[EXERCISE PROMPT]
I'd like an exact copy of every line from the start of the entries below through the line containing "produce usable output", please.

[DATA FOR THIS TASK]

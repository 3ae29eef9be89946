//! One transcoder invocation and the channel its result travels on.

use std::future::Future;
use std::path::PathBuf;
use std::pin::Pin;
use std::task::{Context, Poll};
use std::time::Duration;
use tokio::sync::oneshot;

/// Input and output locations of a single transcode
#[derive(Debug, Clone)]
pub struct TranscodeJob {
    pub input_path: PathBuf,
    pub output_path: PathBuf,
}

/// Why a transcode did not produce usable output
#[derive(Debug, thiserror::Error)]
pub enum TranscodeError {
    #[error("Failed to launch transcoder: {0}")]
    Launch(String),

    #[error("Transcoder exited with status {code:?}: {stderr}")]
    NonZeroExit { code: Option<i32>, stderr: String },

    #[error("Transcoder exited cleanly but left no output at {0}")]
    MissingOutput(PathBuf),

    #[error("Transcoder exceeded the time limit of {0:?}")]
    TimedOut(Duration),

    #[error("Transcode task ended without reporting a result")]
    Abandoned,
}

/// Terminal state of a transcode
#[derive(Debug)]
pub enum TranscodeOutcome {
    Succeeded { output_bytes: u64, elapsed: Duration },
    Failed(TranscodeError),
}

/// Create the completion pair for one job.
pub fn completion_channel() -> (TranscodeCompleter, TranscodeHandle) {
    let (tx, rx) = oneshot::channel();
    (TranscodeCompleter { tx }, TranscodeHandle { rx })
}

/// Sending half, held by whatever runs the transcoder.
///
/// `complete` consumes the completer, so a job resolves at most once.
#[derive(Debug)]
pub struct TranscodeCompleter {
    tx: oneshot::Sender<TranscodeOutcome>,
}

impl TranscodeCompleter {
    pub fn complete(self, outcome: TranscodeOutcome) {
        if self.tx.send(outcome).is_err() {
            tracing::debug!("Transcode finished after its requester went away");
        }
    }

    /// Resolves once the matching [`TranscodeHandle`] has been dropped.
    pub async fn cancelled(&mut self) {
        self.tx.closed().await
    }
}

/// Receiving half, awaited by the request flow.
///
/// If the completer is dropped without reporting, the handle resolves to
/// `Failed(Abandoned)`, so awaiting it always yields exactly one outcome.
#[derive(Debug)]
pub struct TranscodeHandle {
    rx: oneshot::Receiver<TranscodeOutcome>,
}

impl Future for TranscodeHandle {
    type Output = TranscodeOutcome;

    fn poll(mut self: Pin<&mut Self>, cx: &mut Context<'_>) -> Poll<Self::Output> {
        Pin::new(&mut self.rx).poll(cx).map(|result| {
            result.unwrap_or(TranscodeOutcome::Failed(TranscodeError::Abandoned))
        })
    }
}
//! Server startup and graceful shutdown

use anyhow::Result;
use axum::Router;
use quietreel_core::Config;

/// Start the server with graceful shutdown
pub async fn start_server(config: &Config, app: Router) -> Result<()> {
    let addr = format!("0.0.0.0:{}", config.server_port());
    tracing::info!(addr = %addr, "Starting server");

    let listener = tokio::net::TcpListener::bind(&addr).await?;

    tracing::info!(
        max_upload_mb = config.max_upload_size_bytes() / 1024 / 1024,
        ffmpeg_path = %config.ffmpeg_path(),
        video_codec = %config.video_codec(),
        transcode_timeout_secs = config.transcode_timeout().as_secs(),
        max_concurrent_transcodes = config.max_concurrent_transcodes(),
        staging_dir = %config.staging_dir().display(),
        "Server ready and accepting connections"
    );

    axum::serve(listener, app)
        .with_graceful_shutdown(shutdown_signal())
        .await?;

    Ok(())
}

/// Resolves on Ctrl+C (SIGINT) or SIGTERM
async fn shutdown_signal() {
    let ctrl_c = async {
        if let Err(e) = tokio::signal::ctrl_c().await {
            tracing::error!(error = %e, "Failed to listen for Ctrl+C");
            std::future::pending::<()>().await;
        }
    };

    #[cfg(unix)]
    let terminate = async {
        match tokio::signal::unix::signal(tokio::signal::unix::SignalKind::terminate()) {
            Ok(mut signal) => {
                signal.recv().await;
            }
            Err(e) => {
                tracing::error!(error = %e, "Failed to install SIGTERM handler");
                std::future::pending::<()>().await;
            }
        }
    };

    #[cfg(not(unix))]
    let terminate = std::future::pending::<()>();

    tokio::select! {
        _ = ctrl_c => {
            tracing::info!("Received Ctrl+C signal");
        },
        _ = terminate => {
            tracing::info!("Received terminate signal");
        },
    }

    tracing::info!("Shutting down gracefully...");

    quietreel_infra::shutdown_telemetry().await;
}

[TASK RESULT]
repository 3ae29eef9be89946
//! One transcoder invocation and the channel its result travels on.

use std::future::Future;
use std::path::PathBuf;
use std::pin::Pin;
use std::task::{Context, Poll};
use std::time::Duration;
use tokio::sync::oneshot;

/// Input and output locations of a single transcode
#[derive(Debug, Clone)]
pub struct TranscodeJob {
    pub input_path: PathBuf,
    pub output_path: PathBuf,
}

/// Why a transcode did not produce usable output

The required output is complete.